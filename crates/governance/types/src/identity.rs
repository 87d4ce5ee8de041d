//! Governance identity: the per-agent tag that asserts a compliance
//! framework, memory-integrity guarantees and fallback behaviour.
//!
//! An identity is created once per agent and is immutable afterwards,
//! except for `memory_integrity.last_verified`, which is refreshed on every
//! governed memory mutation.

use crate::agent::{AgentId, DeclaredCapabilities};
use chrono::{DateTime, Utc};
use serde::{Deserialize, Serialize};

/// Framework an agent is governed by.
#[derive(Clone, Copy, Debug, PartialEq, Eq, Hash, Serialize, Deserialize)]
#[serde(rename_all = "snake_case")]
pub enum GovernanceFramework {
    Promethios,
    External,
    ExternalVerified,
    Unknown,
}

impl GovernanceFramework {
    pub fn as_str(&self) -> &'static str {
        match self {
            Self::Promethios => "promethios",
            Self::External => "external",
            Self::ExternalVerified => "external_verified",
            Self::Unknown => "unknown",
        }
    }
}

impl std::fmt::Display for GovernanceFramework {
    fn fmt(&self, f: &mut std::fmt::Formatter<'_>) -> std::fmt::Result {
        f.write_str(self.as_str())
    }
}

/// Compliance level. Ordering is ordinal: `Minimal < Standard < Strict < Custom`.
#[derive(Clone, Copy, Debug, PartialEq, Eq, Hash, PartialOrd, Ord, Serialize, Deserialize)]
#[serde(rename_all = "snake_case")]
pub enum ComplianceLevel {
    Minimal,
    Standard,
    Strict,
    Custom,
}

impl ComplianceLevel {
    pub fn as_str(&self) -> &'static str {
        match self {
            Self::Minimal => "minimal",
            Self::Standard => "standard",
            Self::Strict => "strict",
            Self::Custom => "custom",
        }
    }
}

impl std::fmt::Display for ComplianceLevel {
    fn fmt(&self, f: &mut std::fmt::Formatter<'_>) -> std::fmt::Result {
        f.write_str(self.as_str())
    }
}

/// Mechanism backing an agent's memory-integrity guarantee.
#[derive(Clone, Copy, Debug, PartialEq, Eq, Hash, Serialize, Deserialize)]
#[serde(rename_all = "snake_case")]
pub enum MemoryIntegrityKind {
    None,
    HashChain,
    MerkleTree,
}

#[derive(Clone, Debug, PartialEq, Serialize, Deserialize)]
pub struct MemoryIntegrity {
    #[serde(rename = "type")]
    pub kind: MemoryIntegrityKind,
    #[serde(default)]
    pub verification_endpoint: Option<String>,
    #[serde(default)]
    pub last_verified: Option<DateTime<Utc>>,
}

impl MemoryIntegrity {
    pub fn none() -> Self {
        Self {
            kind: MemoryIntegrityKind::None,
            verification_endpoint: None,
            last_verified: None,
        }
    }

    pub fn is_live(&self) -> bool {
        self.kind != MemoryIntegrityKind::None
    }
}

/// What an agent requires of its counterparts, and, read from the
/// counterpart's side, which of these guarantees it enforces itself.
#[derive(Clone, Debug, PartialEq, Serialize, Deserialize)]
pub struct TrustRequirements {
    pub memory_integrity: bool,
    pub reflection_enforced: bool,
    pub belief_trace: bool,
    pub minimum_compliance_level: ComplianceLevel,
}

impl TrustRequirements {
    /// Requirements that every counterpart satisfies.
    pub fn permissive() -> Self {
        Self {
            memory_integrity: false,
            reflection_enforced: false,
            belief_trace: false,
            minimum_compliance_level: ComplianceLevel::Minimal,
        }
    }

    /// Requirements of an agent that declared `capabilities`: it requires of
    /// counterparts exactly the guarantees it provides itself, and the
    /// minimum compliance level implied by its own level.
    pub fn from_capabilities(capabilities: &DeclaredCapabilities) -> Self {
        let level = capabilities.implied_compliance_level();
        Self {
            memory_integrity: capabilities.memory_integrity,
            reflection_enforced: capabilities.reflection,
            belief_trace: capabilities.belief_trace,
            minimum_compliance_level: Self::for_level(level).minimum_compliance_level,
        }
    }

    /// Requirements implied by a compliance level.
    pub fn for_level(level: ComplianceLevel) -> Self {
        match level {
            ComplianceLevel::Minimal => Self::permissive(),
            ComplianceLevel::Standard => Self {
                memory_integrity: true,
                reflection_enforced: true,
                belief_trace: false,
                minimum_compliance_level: ComplianceLevel::Minimal,
            },
            ComplianceLevel::Strict | ComplianceLevel::Custom => Self {
                memory_integrity: true,
                reflection_enforced: true,
                belief_trace: true,
                minimum_compliance_level: ComplianceLevel::Standard,
            },
        }
    }
}

/// Penalty magnitudes applied to confidence when a counterpart lacks a guarantee.
#[derive(Clone, Debug, PartialEq, Serialize, Deserialize)]
pub struct ConfidenceModifiers {
    pub unknown_governance: f64,
    pub missing_reflection: f64,
    pub missing_belief_trace: f64,
    pub missing_memory_integrity: f64,
}

impl Default for ConfidenceModifiers {
    fn default() -> Self {
        Self {
            unknown_governance: 0.3,
            missing_reflection: 0.2,
            missing_belief_trace: 0.1,
            missing_memory_integrity: 0.2,
        }
    }
}

/// What to do when a counterpart fails the trust requirements.
#[derive(Clone, Copy, Debug, Default, PartialEq, Eq, Serialize, Deserialize)]
#[serde(rename_all = "kebab-case")]
pub enum FallbackStrategy {
    Reject,
    LogAndRestrict,
    #[default]
    LogAndProceed,
}

/// Attestation over the identity.
#[derive(Clone, Debug, PartialEq, Serialize, Deserialize)]
pub struct GovernanceProof {
    pub signed_by: String,
    pub signature: String,
    pub timestamp: DateTime<Utc>,
    pub valid_until: DateTime<Utc>,
}

#[derive(Clone, Debug, PartialEq, Serialize, Deserialize)]
pub struct GovernanceIdentity {
    pub agent_id: AgentId,
    pub governance_framework: GovernanceFramework,
    pub constitution_hash: String,
    pub compliance_level: ComplianceLevel,
    pub memory_integrity: MemoryIntegrity,
    pub trust_requirements: TrustRequirements,
    pub confidence_modifiers: ConfidenceModifiers,
    pub fallback_strategy: FallbackStrategy,
    pub governance_proof: GovernanceProof,
}

impl GovernanceIdentity {
    pub fn is_promethios(&self) -> bool {
        self.governance_framework == GovernanceFramework::Promethios
    }

    /// Whether the governance proof is still inside its validity window.
    pub fn is_proof_current(&self, now: DateTime<Utc>) -> bool {
        self.governance_proof.timestamp <= now && now <= self.governance_proof.valid_until
    }

    /// An identity is invalid when it is unknown, lacks a constitution
    /// hash, or its proof has lapsed.
    pub fn is_invalid(&self, now: DateTime<Utc>) -> bool {
        self.governance_framework == GovernanceFramework::Unknown
            || self.constitution_hash.trim().is_empty()
            || !self.is_proof_current(now)
    }
}

#[cfg(test)]
mod tests {
    use super::*;
    use chrono::Duration;

    fn sample(framework: GovernanceFramework) -> GovernanceIdentity {
        let now = Utc::now();
        GovernanceIdentity {
            agent_id: AgentId::new("a"),
            governance_framework: framework,
            constitution_hash: "abc".into(),
            compliance_level: ComplianceLevel::Standard,
            memory_integrity: MemoryIntegrity::none(),
            trust_requirements: TrustRequirements::permissive(),
            confidence_modifiers: ConfidenceModifiers::default(),
            fallback_strategy: FallbackStrategy::default(),
            governance_proof: GovernanceProof {
                signed_by: "test".into(),
                signature: "sig".into(),
                timestamp: now - Duration::minutes(1),
                valid_until: now + Duration::days(1),
            },
        }
    }

    #[test]
    fn compliance_levels_are_ordinal() {
        assert!(ComplianceLevel::Minimal < ComplianceLevel::Standard);
        assert!(ComplianceLevel::Standard < ComplianceLevel::Strict);
        assert!(ComplianceLevel::Strict < ComplianceLevel::Custom);
    }

    #[test]
    fn fallback_strategy_uses_kebab_case() {
        let json = serde_json::to_string(&FallbackStrategy::LogAndRestrict).unwrap();
        assert_eq!(json, "\"log-and-restrict\"");
        assert_eq!(FallbackStrategy::default(), FallbackStrategy::LogAndProceed);
    }

    #[test]
    fn memory_integrity_kind_serializes_as_type() {
        let json = serde_json::to_value(MemoryIntegrity::none()).unwrap();
        assert_eq!(json["type"], "none");
    }

    #[test]
    fn unknown_framework_is_invalid() {
        let now = Utc::now();
        assert!(!sample(GovernanceFramework::Promethios).is_invalid(now));
        assert!(sample(GovernanceFramework::Unknown).is_invalid(now));
    }

    #[test]
    fn lapsed_proof_is_invalid() {
        let identity = sample(GovernanceFramework::Promethios);
        let later = identity.governance_proof.valid_until + Duration::seconds(1);
        assert!(identity.is_invalid(later));
    }

    #[test]
    fn declared_requirements_mirror_capabilities() {
        let caps = DeclaredCapabilities::new()
            .with_memory_integrity()
            .with_belief_trace();
        let req = TrustRequirements::from_capabilities(&caps);
        assert!(req.memory_integrity && req.belief_trace);
        assert!(!req.reflection_enforced);
        assert_eq!(req.minimum_compliance_level, ComplianceLevel::Minimal);
    }

    #[test]
    fn strict_requirements_demand_everything() {
        let req = TrustRequirements::for_level(ComplianceLevel::Strict);
        assert!(req.memory_integrity && req.reflection_enforced && req.belief_trace);
        assert_eq!(req.minimum_compliance_level, ComplianceLevel::Standard);
    }
}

THE PROBLEM: Using the material above, report each line where "when" occurs.

RESPONSE TO THIS EXERCISE:
/// Penalty magnitudes applied to confidence when a counterpart lacks a guarantee.
/// What to do when a counterpart fails the trust requirements.
    /// An identity is invalid when it is unknown, lacks a constitution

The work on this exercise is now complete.